//! Auto-close job for overdue tasks.

use crate::todo::{
    domain::TaskStatus,
    ports::{TaskRepository, TaskRepositoryResult},
};
use mockable::Clock;

/// Marks every overdue, unfinished task as done and returns how many were
/// closed.
///
/// Safe to call repeatedly: once closed, a task is no longer overdue. Quotas
/// are not consulted.
///
/// # Errors
///
/// Returns the first repository failure; tasks closed before the failure
/// stay closed.
pub async fn autoclose_overdue_tasks<R, C>(tasks: &R, clock: &C) -> TaskRepositoryResult<usize>
where
    R: TaskRepository + ?Sized,
    C: Clock,
{
    let overdue = tasks.get_overdue_tasks().await?;

    let mut closed = 0_usize;
    for mut task in overdue {
        if task.status().is_done() {
            continue;
        }
        task.update_status(TaskStatus::Done, clock);
        tasks.update(&task).await?;
        tracing::debug!(task_id = %task.id(), project_id = %task.project_id(), "auto-closed overdue task");
        closed += 1;
    }

    if closed > 0 {
        tracing::info!(closed, "auto-closed overdue tasks");
    } else {
        tracing::debug!("no overdue tasks found");
    }
    Ok(closed)
}
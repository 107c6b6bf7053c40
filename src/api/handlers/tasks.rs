//! Handlers for tasks nested under `/projects/{project_id}/tasks`.

use crate::api::{
    error::{ApiError, ApiResult},
    response::{ApiResponse, TaskView},
    state::AppState,
};
use crate::todo::{
    domain::{ProjectId, Task, TaskId, TaskStatus},
    services::{AddTaskRequest, TaskChanges, TodoServiceError},
};
use axum::{
    Json,
    extract::{
        Path, State,
        rejection::{JsonRejection, PathRejection},
    },
    http::StatusCode,
};
use chrono::{DateTime, Utc};
use mockable::Clock;
use serde::Deserialize;

/// Body of `POST /projects/{project_id}/tasks`.
#[derive(Debug, Deserialize)]
pub struct CreateTaskBody {
    /// Task title.
    pub title: String,
    /// Optional description, empty when omitted.
    #[serde(default)]
    pub description: String,
    /// Optional deadline; must not lie in the past.
    pub deadline: Option<DateTime<Utc>>,
}

/// Body of `PUT /projects/{project_id}/tasks/{task_id}`; omitted fields are
/// left unchanged.
#[derive(Debug, Deserialize)]
pub struct UpdateTaskBody {
    /// New title.
    pub title: Option<String>,
    /// New description.
    pub description: Option<String>,
    /// New deadline.
    pub deadline: Option<DateTime<Utc>>,
    /// New status, case-insensitive.
    pub status: Option<String>,
}

/// Body of `PATCH /projects/{project_id}/tasks/{task_id}/status`.
#[derive(Debug, Deserialize)]
pub struct ChangeStatusBody {
    /// Target status, case-insensitive.
    pub status: String,
}

/// Path of a single task.
type TaskPath = Path<(ProjectId, TaskId)>;

/// GET /api/v1/projects/{project_id}/tasks
pub async fn list(
    State(state): State<AppState>,
    path: Result<Path<ProjectId>, PathRejection>,
) -> ApiResult<Json<ApiResponse<Vec<TaskView>>>> {
    let Path(project_id) = path?;
    let tasks = state.manager.list_project_tasks(project_id).await?;
    Ok(Json(ApiResponse::ok(
        tasks.iter().map(TaskView::from).collect(),
    )))
}

/// POST /api/v1/projects/{project_id}/tasks
pub async fn create(
    State(state): State<AppState>,
    path: Result<Path<ProjectId>, PathRejection>,
    body: Result<Json<CreateTaskBody>, JsonRejection>,
) -> ApiResult<(StatusCode, Json<ApiResponse<TaskView>>)> {
    let Path(project_id) = path?;
    let Json(input) = body?;

    if input
        .deadline
        .is_some_and(|deadline| deadline < state.clock.utc())
    {
        return Err(ApiError::Validation(
            "deadline cannot be in the past".to_owned(),
        ));
    }

    let request = AddTaskRequest::new(project_id, input.title)
        .with_description(input.description)
        .with_optional_deadline(input.deadline);
    let task = state.manager.add_task_to_project(request).await?;
    Ok((
        StatusCode::CREATED,
        Json(ApiResponse::ok(TaskView::from(&task))),
    ))
}

/// GET /api/v1/projects/{project_id}/tasks/{task_id}
pub async fn get_by_id(
    State(state): State<AppState>,
    path: Result<TaskPath, PathRejection>,
) -> ApiResult<Json<ApiResponse<TaskView>>> {
    let Path((project_id, task_id)) = path?;
    let task = require_task(&state, project_id, task_id).await?;
    Ok(Json(ApiResponse::ok(TaskView::from(&task))))
}

/// PUT /api/v1/projects/{project_id}/tasks/{task_id}
pub async fn update(
    State(state): State<AppState>,
    path: Result<TaskPath, PathRejection>,
    body: Result<Json<UpdateTaskBody>, JsonRejection>,
) -> ApiResult<Json<ApiResponse<TaskView>>> {
    let Path((project_id, task_id)) = path?;
    let Json(input) = body?;

    let mut changes = TaskChanges::new();
    if let Some(title) = input.title {
        changes = changes.with_title(title);
    }
    if let Some(description) = input.description {
        changes = changes.with_description(description);
    }
    if let Some(deadline) = input.deadline {
        changes = changes.with_deadline(deadline);
    }
    if let Some(status) = input.status {
        changes = changes.with_status(parse_status(&status)?);
    }

    require_task(&state, project_id, task_id).await?;
    let task = state.manager.edit_task(task_id, changes).await?;
    Ok(Json(ApiResponse::ok(TaskView::from(&task))))
}

/// PATCH /api/v1/projects/{project_id}/tasks/{task_id}/status
pub async fn change_status(
    State(state): State<AppState>,
    path: Result<TaskPath, PathRejection>,
    body: Result<Json<ChangeStatusBody>, JsonRejection>,
) -> ApiResult<Json<ApiResponse<TaskView>>> {
    let Path((project_id, task_id)) = path?;
    let Json(input) = body?;
    let status = parse_status(&input.status)?;

    require_task(&state, project_id, task_id).await?;
    let task = state.manager.change_task_status(task_id, status).await?;
    Ok(Json(ApiResponse::ok(TaskView::from(&task))))
}

/// DELETE /api/v1/projects/{project_id}/tasks/{task_id}
pub async fn delete(
    State(state): State<AppState>,
    path: Result<TaskPath, PathRejection>,
) -> ApiResult<StatusCode> {
    let Path((project_id, task_id)) = path?;
    require_task(&state, project_id, task_id).await?;
    if state.manager.delete_task(task_id).await? {
        Ok(StatusCode::NO_CONTENT)
    } else {
        Err(ApiError::from(TodoServiceError::TaskNotFound(task_id)))
    }
}

async fn require_task(state: &AppState, project_id: ProjectId, task_id: TaskId) -> ApiResult<Task> {
    let task = state
        .manager
        .get_task(Some(project_id), task_id)
        .await?
        .ok_or(TodoServiceError::TaskNotFound(task_id))?;
    Ok(task)
}

fn parse_status(raw: &str) -> ApiResult<TaskStatus> {
    TaskStatus::try_from(raw).map_err(|err| ApiError::Validation(err.to_string()))
}
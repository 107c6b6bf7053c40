//! Unit tests for the todo domain and services.
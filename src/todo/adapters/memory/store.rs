//! In-memory store backing both repository ports.
//!
//! Projects and tasks share one lock so that deleting a project removes its
//! tasks atomically, mirroring a cascading foreign key.

use async_trait::async_trait;
use chrono::{DateTime, Utc};
use mockable::{Clock, DefaultClock};
use std::collections::HashMap;
use std::fmt;
use std::sync::{Arc, RwLock, RwLockReadGuard, RwLockWriteGuard};

use crate::todo::{
    domain::{
        Project, ProjectDescription, ProjectId, ProjectName, Task, TaskDescription, TaskId,
        TaskTitle,
    },
    ports::{
        ProjectRepository, ProjectRepositoryError, ProjectRepositoryResult, TaskRepository,
        TaskRepositoryError, TaskRepositoryResult,
    },
};

/// Thread-safe in-memory project and task store.
///
/// Clones share the same underlying state.
pub struct InMemoryTodoStore<C = DefaultClock> {
    state: Arc<RwLock<InMemoryTodoState>>,
    clock: Arc<C>,
}

impl<C> Clone for InMemoryTodoStore<C> {
    fn clone(&self) -> Self {
        Self {
            state: Arc::clone(&self.state),
            clock: Arc::clone(&self.clock),
        }
    }
}

impl<C> fmt::Debug for InMemoryTodoStore<C> {
    fn fmt(&self, f: &mut fmt::Formatter<'_>) -> fmt::Result {
        f.debug_struct("InMemoryTodoStore")
            .field("state", &self.state)
            .finish_non_exhaustive()
    }
}

/// Stored value tagged with its insertion sequence for stable ordering.
#[derive(Debug)]
struct Entry<T> {
    sequence: u64,
    value: T,
}

#[derive(Debug, Default)]
struct InMemoryTodoState {
    next_sequence: u64,
    projects: HashMap<ProjectId, Entry<Project>>,
    tasks: HashMap<TaskId, Entry<Task>>,
}

impl InMemoryTodoState {
    fn next_sequence(&mut self) -> u64 {
        let sequence = self.next_sequence;
        self.next_sequence += 1;
        sequence
    }

    fn name_taken(&self, name: &ProjectName, except: Option<ProjectId>) -> bool {
        self.projects.values().any(|entry| {
            Some(entry.value.id()) != except && entry.value.name().eq_ignore_case(name)
        })
    }
}

impl InMemoryTodoStore<DefaultClock> {
    /// Creates an empty store using the system clock.
    #[must_use]
    pub fn new() -> Self {
        Self::with_clock(Arc::new(DefaultClock))
    }
}

impl Default for InMemoryTodoStore<DefaultClock> {
    fn default() -> Self {
        Self::new()
    }
}

impl<C> InMemoryTodoStore<C>
where
    C: Clock + Send + Sync,
{
    /// Creates an empty store stamping entities with the given clock.
    #[must_use]
    pub fn with_clock(clock: Arc<C>) -> Self {
        Self {
            state: Arc::new(RwLock::new(InMemoryTodoState::default())),
            clock,
        }
    }

    fn read(&self) -> Result<RwLockReadGuard<'_, InMemoryTodoState>, std::io::Error> {
        self.state
            .read()
            .map_err(|err| std::io::Error::other(err.to_string()))
    }

    fn write(&self) -> Result<RwLockWriteGuard<'_, InMemoryTodoState>, std::io::Error> {
        self.state
            .write()
            .map_err(|err| std::io::Error::other(err.to_string()))
    }
}

/// Collects entry values ordered by creation time, then insertion order.
fn ordered<'a, T, I>(entries: I, created_at: impl Fn(&T) -> DateTime<Utc>) -> Vec<T>
where
    T: Clone + 'a,
    I: Iterator<Item = &'a Entry<T>>,
{
    let mut selected: Vec<&Entry<T>> = entries.collect();
    selected.sort_by_key(|entry| (created_at(&entry.value), entry.sequence));
    selected.into_iter().map(|entry| entry.value.clone()).collect()
}

#[async_trait]
impl<C> ProjectRepository for InMemoryTodoStore<C>
where
    C: Clock + Send + Sync,
{
    async fn create(
        &self,
        name: &ProjectName,
        description: &ProjectDescription,
    ) -> ProjectRepositoryResult<Project> {
        let mut state = self.write().map_err(ProjectRepositoryError::persistence)?;
        if state.name_taken(name, None) {
            return Err(ProjectRepositoryError::DuplicateName(name.to_string()));
        }

        let project = Project::new(name.clone(), description.clone(), &*self.clock);
        let sequence = state.next_sequence();
        state.projects.insert(
            project.id(),
            Entry {
                sequence,
                value: project.clone(),
            },
        );
        Ok(project)
    }

    async fn get_by_id(&self, id: ProjectId) -> ProjectRepositoryResult<Option<Project>> {
        let state = self.read().map_err(ProjectRepositoryError::persistence)?;
        Ok(state.projects.get(&id).map(|entry| entry.value.clone()))
    }

    async fn get_by_name(&self, name: &str) -> ProjectRepositoryResult<Option<Project>> {
        let state = self.read().map_err(ProjectRepositoryError::persistence)?;
        let folded = name.trim().to_lowercase();
        Ok(state
            .projects
            .values()
            .find(|entry| entry.value.name().folded() == folded)
            .map(|entry| entry.value.clone()))
    }

    async fn get_all(&self) -> ProjectRepositoryResult<Vec<Project>> {
        let state = self.read().map_err(ProjectRepositoryError::persistence)?;
        Ok(ordered(state.projects.values(), Project::created_at))
    }

    async fn update(&self, project: &Project) -> ProjectRepositoryResult<Project> {
        let mut state = self.write().map_err(ProjectRepositoryError::persistence)?;
        if !state.projects.contains_key(&project.id()) {
            return Err(ProjectRepositoryError::NotFound(project.id()));
        }
        if state.name_taken(project.name(), Some(project.id())) {
            return Err(ProjectRepositoryError::DuplicateName(
                project.name().to_string(),
            ));
        }

        if let Some(entry) = state.projects.get_mut(&project.id()) {
            entry.value = project.clone();
        }
        Ok(project.clone())
    }

    async fn delete(&self, id: ProjectId) -> ProjectRepositoryResult<bool> {
        let mut state = self.write().map_err(ProjectRepositoryError::persistence)?;
        if state.projects.remove(&id).is_none() {
            return Ok(false);
        }
        state.tasks.retain(|_, entry| entry.value.project_id() != id);
        Ok(true)
    }

    async fn count(&self) -> ProjectRepositoryResult<usize> {
        let state = self.read().map_err(ProjectRepositoryError::persistence)?;
        Ok(state.projects.len())
    }
}

#[async_trait]
impl<C> TaskRepository for InMemoryTodoStore<C>
where
    C: Clock + Send + Sync,
{
    async fn create(
        &self,
        project_id: ProjectId,
        title: &TaskTitle,
        description: &TaskDescription,
        deadline: Option<DateTime<Utc>>,
    ) -> TaskRepositoryResult<Task> {
        let mut state = self.write().map_err(TaskRepositoryError::persistence)?;
        if !state.projects.contains_key(&project_id) {
            return Err(TaskRepositoryError::ProjectNotFound(project_id));
        }

        let task = Task::new(
            project_id,
            title.clone(),
            description.clone(),
            deadline,
            &*self.clock,
        );
        let sequence = state.next_sequence();
        state.tasks.insert(
            task.id(),
            Entry {
                sequence,
                value: task.clone(),
            },
        );
        Ok(task)
    }

    async fn get_by_id(&self, id: TaskId) -> TaskRepositoryResult<Option<Task>> {
        let state = self.read().map_err(TaskRepositoryError::persistence)?;
        Ok(state.tasks.get(&id).map(|entry| entry.value.clone()))
    }

    async fn get_by_project_id(&self, project_id: ProjectId) -> TaskRepositoryResult<Vec<Task>> {
        let state = self.read().map_err(TaskRepositoryError::persistence)?;
        let tasks = state
            .tasks
            .values()
            .filter(|entry| entry.value.project_id() == project_id);
        Ok(ordered(tasks, Task::created_at))
    }

    async fn update(&self, task: &Task) -> TaskRepositoryResult<Task> {
        let mut state = self.write().map_err(TaskRepositoryError::persistence)?;
        let entry = state
            .tasks
            .get_mut(&task.id())
            .ok_or(TaskRepositoryError::NotFound(task.id()))?;
        entry.value = task.clone();
        Ok(task.clone())
    }

    async fn delete(&self, id: TaskId) -> TaskRepositoryResult<bool> {
        let mut state = self.write().map_err(TaskRepositoryError::persistence)?;
        Ok(state.tasks.remove(&id).is_some())
    }

    async fn count_by_project(&self, project_id: ProjectId) -> TaskRepositoryResult<usize> {
        let state = self.read().map_err(TaskRepositoryError::persistence)?;
        Ok(state
            .tasks
            .values()
            .filter(|entry| entry.value.project_id() == project_id)
            .count())
    }

    async fn get_overdue_tasks(&self) -> TaskRepositoryResult<Vec<Task>> {
        let now = self.clock.utc();
        let state = self.read().map_err(TaskRepositoryError::persistence)?;
        Ok(state
            .tasks
            .values()
            .filter(|entry| entry.value.is_overdue_at(now))
            .map(|entry| entry.value.clone())
            .collect())
    }
}
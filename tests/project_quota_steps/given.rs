//! Given steps for project quota BDD scenarios.

use super::world::{ProjectQuotaWorld, run_async};
use eyre::WrapErr;
use rstest_bdd_macros::given;
use todolist::todo::domain::TodoLimits;

#[given("a todo list allowing {max:usize} project")]
fn todo_list_allowing(world: &mut ProjectQuotaWorld, max: usize) {
    *world = ProjectQuotaWorld::with_limits(TodoLimits::default().with_max_projects(max));
}

#[given(r#"the project "{name}" exists"#)]
fn project_exists(world: &mut ProjectQuotaWorld, name: String) -> Result<(), eyre::Report> {
    let project = run_async(world.manager.create_project(name.clone(), ""))
        .wrap_err("create project in scenario setup")?;
    world.projects.insert(name, project);
    Ok(())
}
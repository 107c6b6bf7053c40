//! Quota and length limits applied by the manager and value constructors.

use serde::{Deserialize, Serialize};

/// Quotas and string-length caps for projects and tasks.
///
/// Lengths are measured in Unicode scalar values, not bytes.
#[derive(Debug, Clone, Copy, PartialEq, Eq, Serialize, Deserialize)]
pub struct TodoLimits {
    /// Maximum number of projects that may exist at once.
    pub max_projects: usize,
    /// Maximum number of tasks a single project may hold.
    pub max_tasks_per_project: usize,
    /// Maximum project name length.
    pub max_project_name_length: usize,
    /// Maximum project description length.
    pub max_project_description_length: usize,
    /// Maximum task title length.
    pub max_task_title_length: usize,
    /// Maximum task description length.
    pub max_task_description_length: usize,
}

impl Default for TodoLimits {
    fn default() -> Self {
        Self {
            max_projects: 5,
            max_tasks_per_project: 50,
            max_project_name_length: 30,
            max_project_description_length: 150,
            max_task_title_length: 30,
            max_task_description_length: 150,
        }
    }
}

impl TodoLimits {
    /// Returns a copy with a different project quota.
    #[must_use]
    pub const fn with_max_projects(mut self, max_projects: usize) -> Self {
        self.max_projects = max_projects;
        self
    }

    /// Returns a copy with a different per-project task quota.
    #[must_use]
    pub const fn with_max_tasks_per_project(mut self, max_tasks: usize) -> Self {
        self.max_tasks_per_project = max_tasks;
        self
    }
}
//! Service-level error vocabulary shared by every manager operation.

use crate::todo::{
    domain::{ProjectId, TaskId, TodoDomainError},
    ports::{ProjectRepositoryError, TaskRepositoryError},
};
use thiserror::Error;

/// Domain constraint failures, distinct from malformed input.
#[derive(Debug, Clone, Error, PartialEq, Eq)]
pub enum BusinessRuleViolation {
    /// The configured number of projects already exists.
    #[error("cannot create more than {max} projects")]
    ProjectLimitReached {
        /// Configured project quota.
        max: usize,
    },

    /// The project already holds its configured number of tasks.
    #[error("cannot add more than {max} tasks to project {project_id}")]
    TaskLimitReached {
        /// Project whose quota is exhausted.
        project_id: ProjectId,
        /// Configured per-project quota.
        max: usize,
    },

    /// Another project already uses the name, ignoring case.
    #[error("a project named '{0}' already exists")]
    DuplicateProjectName(String),
}

/// Service-level errors for project and task operations.
#[derive(Debug, Error)]
pub enum TodoServiceError {
    /// Input failed validation.
    #[error(transparent)]
    Validation(#[from] TodoDomainError),

    /// No project exists with the given identifier.
    #[error("project {0} not found")]
    ProjectNotFound(ProjectId),

    /// No task exists with the given identifier.
    #[error("task {0} not found")]
    TaskNotFound(TaskId),

    /// A quota or uniqueness rule rejected the operation.
    #[error(transparent)]
    BusinessRule(#[from] BusinessRuleViolation),

    /// Project persistence failed.
    #[error(transparent)]
    ProjectRepository(ProjectRepositoryError),

    /// Task persistence failed.
    #[error(transparent)]
    TaskRepository(TaskRepositoryError),
}

/// Result type for manager operations.
pub type TodoServiceResult<T> = Result<T, TodoServiceError>;

/// Coarse classification used by outer layers to pick a response.
#[derive(Debug, Clone, Copy, PartialEq, Eq, Hash)]
pub enum ErrorKind {
    /// A referenced project or task does not exist.
    NotFound,
    /// A project name collides with an existing one.
    Duplicate,
    /// A quota was exceeded.
    BusinessRule,
    /// Input was malformed.
    Validation,
    /// An infrastructure failure.
    Internal,
}

impl TodoServiceError {
    /// Classifies the error.
    #[must_use]
    pub const fn kind(&self) -> ErrorKind {
        match self {
            Self::Validation(_) => ErrorKind::Validation,
            Self::ProjectNotFound(_) | Self::TaskNotFound(_) => ErrorKind::NotFound,
            Self::BusinessRule(BusinessRuleViolation::DuplicateProjectName(_)) => {
                ErrorKind::Duplicate
            }
            Self::BusinessRule(_) => ErrorKind::BusinessRule,
            Self::ProjectRepository(_) | Self::TaskRepository(_) => ErrorKind::Internal,
        }
    }
}

impl From<ProjectRepositoryError> for TodoServiceError {
    fn from(err: ProjectRepositoryError) -> Self {
        match err {
            ProjectRepositoryError::DuplicateName(name) => {
                Self::BusinessRule(BusinessRuleViolation::DuplicateProjectName(name))
            }
            ProjectRepositoryError::NotFound(id) => Self::ProjectNotFound(id),
            other @ ProjectRepositoryError::Persistence(_) => Self::ProjectRepository(other),
        }
    }
}

impl From<TaskRepositoryError> for TodoServiceError {
    fn from(err: TaskRepositoryError) -> Self {
        match err {
            TaskRepositoryError::NotFound(id) => Self::TaskNotFound(id),
            TaskRepositoryError::ProjectNotFound(id) => Self::ProjectNotFound(id),
            other @ TaskRepositoryError::Persistence(_) => Self::TaskRepository(other),
        }
    }
}
//! In-memory adapters for project and task persistence.

mod store;

pub use store::InMemoryTodoStore;
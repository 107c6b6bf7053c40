//! Process configuration loaded from environment variables.

use crate::todo::domain::TodoLimits;
use std::{str::FromStr, time::Duration};
use thiserror::Error;

const DEFAULT_HOST: &str = "0.0.0.0";
const DEFAULT_PORT: u16 = 8000;
const DEFAULT_AUTOCLOSE_INTERVAL_MINUTES: u64 = 15;

/// Errors raised while reading configuration.
#[derive(Debug, Clone, Error, PartialEq, Eq)]
pub enum ConfigError {
    /// A variable was set but could not be parsed.
    #[error("{name} must be {expected}, got '{value}'")]
    Invalid {
        /// Variable name.
        name: &'static str,
        /// Raw value found.
        value: String,
        /// Description of the accepted values.
        expected: &'static str,
    },

    /// A required variable is absent.
    #[error("{0} must be set")]
    Missing(&'static str),
}

/// Runtime configuration for the API server and the scheduler.
///
/// | Env Var                          | Default   |
/// |----------------------------------|-----------|
/// | `MAX_NUMBER_OF_PROJECTS`         | `5`       |
/// | `MAX_NUMBER_OF_TASKS`            | `50`      |
/// | `MAX_PROJECT_NAME_LENGTH`        | `30`      |
/// | `MAX_PROJECT_DESCRIPTION_LENGTH` | `150`     |
/// | `MAX_TASK_TITLE_LENGTH`          | `30`      |
/// | `MAX_TASK_DESCRIPTION_LENGTH`    | `150`     |
/// | `AUTOCLOSE_INTERVAL_MINUTES`     | `15`      |
/// | `DATABASE_URL`                   | unset     |
/// | `HOST`                           | `0.0.0.0` |
/// | `PORT`                           | `8000`    |
#[derive(Debug, Clone, PartialEq, Eq)]
pub struct AppConfig {
    /// Quotas and length caps injected into the manager.
    pub limits: TodoLimits,
    /// Period between auto-close runs.
    pub autoclose_interval: Duration,
    /// PostgreSQL connection URL.
    pub database_url: Option<String>,
    /// Bind address for the HTTP server.
    pub host: String,
    /// Bind port for the HTTP server.
    pub port: u16,
}

impl Default for AppConfig {
    fn default() -> Self {
        Self {
            limits: TodoLimits::default(),
            autoclose_interval: minutes(DEFAULT_AUTOCLOSE_INTERVAL_MINUTES),
            database_url: None,
            host: DEFAULT_HOST.to_owned(),
            port: DEFAULT_PORT,
        }
    }
}

impl AppConfig {
    /// Reads configuration from the process environment.
    ///
    /// # Errors
    ///
    /// Returns [`ConfigError::Invalid`] when a variable is set to a value
    /// that cannot be parsed.
    pub fn from_env() -> Result<Self, ConfigError> {
        Self::from_lookup(|name| std::env::var(name).ok())
    }

    /// Reads configuration through an arbitrary variable lookup.
    ///
    /// # Errors
    ///
    /// Returns [`ConfigError::Invalid`] when a variable is set to a value
    /// that cannot be parsed.
    pub fn from_lookup(lookup: impl Fn(&str) -> Option<String>) -> Result<Self, ConfigError> {
        let defaults = TodoLimits::default();
        let limits = TodoLimits {
            max_projects: parse_or(&lookup, "MAX_NUMBER_OF_PROJECTS", defaults.max_projects)?,
            max_tasks_per_project: parse_or(
                &lookup,
                "MAX_NUMBER_OF_TASKS",
                defaults.max_tasks_per_project,
            )?,
            max_project_name_length: parse_or(
                &lookup,
                "MAX_PROJECT_NAME_LENGTH",
                defaults.max_project_name_length,
            )?,
            max_project_description_length: parse_or(
                &lookup,
                "MAX_PROJECT_DESCRIPTION_LENGTH",
                defaults.max_project_description_length,
            )?,
            max_task_title_length: parse_or(
                &lookup,
                "MAX_TASK_TITLE_LENGTH",
                defaults.max_task_title_length,
            )?,
            max_task_description_length: parse_or(
                &lookup,
                "MAX_TASK_DESCRIPTION_LENGTH",
                defaults.max_task_description_length,
            )?,
        };

        let interval_minutes = parse_or(
            &lookup,
            "AUTOCLOSE_INTERVAL_MINUTES",
            DEFAULT_AUTOCLOSE_INTERVAL_MINUTES,
        )?;
        if interval_minutes == 0 {
            return Err(ConfigError::Invalid {
                name: "AUTOCLOSE_INTERVAL_MINUTES",
                value: interval_minutes.to_string(),
                expected: "a positive number of minutes",
            });
        }

        Ok(Self {
            limits,
            autoclose_interval: minutes(interval_minutes),
            database_url: lookup("DATABASE_URL").filter(|url| !url.trim().is_empty()),
            host: lookup("HOST").unwrap_or_else(|| DEFAULT_HOST.to_owned()),
            port: parse_or(&lookup, "PORT", DEFAULT_PORT)?,
        })
    }

    /// Returns the database URL or an error naming the missing variable.
    ///
    /// # Errors
    ///
    /// Returns [`ConfigError::Missing`] when `DATABASE_URL` is unset.
    pub fn require_database_url(&self) -> Result<&str, ConfigError> {
        self.database_url
            .as_deref()
            .ok_or(ConfigError::Missing("DATABASE_URL"))
    }

    /// Returns the `host:port` pair to bind.
    #[must_use]
    pub fn bind_address(&self) -> String {
        format!("{}:{}", self.host, self.port)
    }
}

fn parse_or<T: FromStr>(
    lookup: &impl Fn(&str) -> Option<String>,
    name: &'static str,
    default: T,
) -> Result<T, ConfigError> {
    match lookup(name) {
        None => Ok(default),
        Some(raw) => raw.trim().parse().map_err(|_| ConfigError::Invalid {
            name,
            value: raw,
            expected: "a non-negative integer",
        }),
    }
}

const fn minutes(count: u64) -> Duration {
    Duration::from_secs(count.saturating_mul(60))
}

**Work instructions**
Lines containing the word "TaskNotFound" are to be located in the entries and copied.

**Answer for this exercise**
        Err(ApiError::from(TodoServiceError::TaskNotFound(task_id)))
        .ok_or(TodoServiceError::TaskNotFound(task_id))?;
    TaskNotFound(TaskId),
            Self::ProjectNotFound(_) | Self::TaskNotFound(_) => ErrorKind::NotFound,
            TaskRepositoryError::NotFound(id) => Self::TaskNotFound(id),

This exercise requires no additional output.